Source data
>>>
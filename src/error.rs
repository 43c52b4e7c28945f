use thiserror::Error;

use crate::core::SeriesId;

pub type ChartResult<T> = Result<T, ChartError>;

#[derive(Debug, Error)]
pub enum ChartError {
    #[error("invalid viewport size: width={width}, height={height}")]
    InvalidViewport { width: u32, height: u32 },

    #[error("invalid data: {0}")]
    InvalidData(String),

    /// `update` received a time older than the series' current last point.
    #[error("cannot update oldest data: series {series} last time={last_time}, new time={new_time}")]
    OutOfOrderUpdate {
        series: SeriesId,
        last_time: i64,
        new_time: i64,
    },

    #[error("series {series} data must be strictly ascending by time (item {position})")]
    UnorderedData { series: SeriesId, position: usize },

    #[error("invalid price scale margins: top={top}, bottom={bottom}")]
    InvalidScaleMargins { top: f64, bottom: f64 },

    #[error("unknown series: {0}")]
    UnknownSeries(SeriesId),

    #[error("unknown pane index: {0}")]
    UnknownPane(usize),

    #[error("invalid options: {0}")]
    InvalidOptions(#[from] serde_json::Error),
}
use crate::error::ChartResult;
use crate::render::Renderer;

use super::{
    ChartEngine, EngineSnapshot, PaneSnapshot, PriceScaleSnapshot, SeriesSnapshot,
};

impl<R: Renderer> ChartEngine<R> {
    /// Captures layout, scale and series state for diagnostics.
    pub fn snapshot(&mut self) -> EngineSnapshot {
        let visible_logical_range = self.core.model.time_scale_mut().visible_logical_range();
        let model = &self.core.model;
        let panes = model
            .panes()
            .iter()
            .map(|pane| PaneSnapshot {
                height: pane.height(),
                stretch_factor: pane.stretch_factor(),
                series: pane.series().to_vec(),
                price_scales: pane
                    .price_scales()
                    .map(|scale| {
                        let mode = scale.mode();
                        PriceScaleSnapshot {
                            id: scale.id().as_str().to_owned(),
                            mode: mode.mode,
                            auto_scale: mode.auto_scale,
                            inverted: mode.is_inverted,
                            range: scale.visible_price_range(),
                        }
                    })
                    .collect(),
                primitives: pane
                    .primitives()
                    .iter()
                    .map(|primitive| primitive.id().to_owned())
                    .collect(),
            })
            .collect();
        let series = model
            .series_iter()
            .map(|series| {
                let rows = model.time_index().series_rows(series.id());
                SeriesSnapshot {
                    id: series.id(),
                    kind: series.kind(),
                    pane_index: series.options().pane_index,
                    price_scale_id: series.options().price_scale_id.clone(),
                    rows: rows.map_or(0, |rows| rows.len()),
                    first_index: rows.and_then(|rows| rows.first_index()),
                    last_index: rows.and_then(|rows| rows.last_index()),
                }
            })
            .collect();
        EngineSnapshot {
            viewport: self.core.options.viewport,
            layout: self.core.presentation.layout.clone(),
            bars_len: model.time_index().len(),
            bar_spacing: model.time_scale().bar_spacing(),
            right_offset: model.time_scale().right_offset(),
            visible_logical_range,
            panes,
            series,
            crosshair: self.core.runtime.pointer.crosshair,
            interaction_mode: self.core.runtime.pointer.mode,
            frame_stats: self.core.runtime.frame_stats,
            time_label_cache: model.time_scale().label_cache_stats(),
            text_width_cache: self.core.presentation.text_cache.stats(),
        }
    }

    /// Pretty JSON of `snapshot()` for fixture-based regression checks.
    pub fn snapshot_json_pretty(&mut self) -> ChartResult<String> {
        let snapshot = self.snapshot();
        Ok(serde_json::to_string_pretty(&snapshot)?)
    }
}
use chrono::{DateTime, NaiveDate, Utc};
use rust_decimal::Decimal;
use rust_decimal::prelude::ToPrimitive;

use crate::error::{ChartError, ChartResult};

pub fn decimal_to_f64(value: Decimal, field_name: &str) -> ChartResult<f64> {
    value.to_f64().ok_or_else(|| {
        ChartError::InvalidData(format!("{field_name} cannot be represented as f64"))
    })
}

#[must_use]
pub fn datetime_to_unix_seconds(time: DateTime<Utc>) -> i64 {
    time.timestamp()
}

/// UTC midnight of a calendar day, in unix seconds.
pub fn calendar_day_to_unix_seconds(year: i32, month: u32, day: u32) -> ChartResult<i64> {
    let date = NaiveDate::from_ymd_opt(year, month, day).ok_or_else(|| {
        ChartError::InvalidData(format!("invalid business day {year:04}-{month:02}-{day:02}"))
    })?;
    Ok(date.and_time(chrono::NaiveTime::MIN).and_utc().timestamp())
}

pub fn unix_seconds_to_datetime(seconds: i64) -> ChartResult<DateTime<Utc>> {
    DateTime::<Utc>::from_timestamp(seconds, 0)
        .ok_or_else(|| ChartError::InvalidData(format!("timestamp {seconds} is out of range")))
}

pub(crate) fn ensure_finite(value: f64, what: &str) -> ChartResult<f64> {
    if value.is_finite() {
        Ok(value)
    } else {
        Err(ChartError::InvalidData(format!("{what} must be finite")))
    }
}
<<<
- **AIM OF THE TASK**
From the entries, copy out each line containing the word "NaiveDate".

- **RESPONSE BOX**
use chrono::{DateTime, NaiveDate, Utc};
    let date = NaiveDate::from_ymd_opt(year, month, day).ok_or_else(|| {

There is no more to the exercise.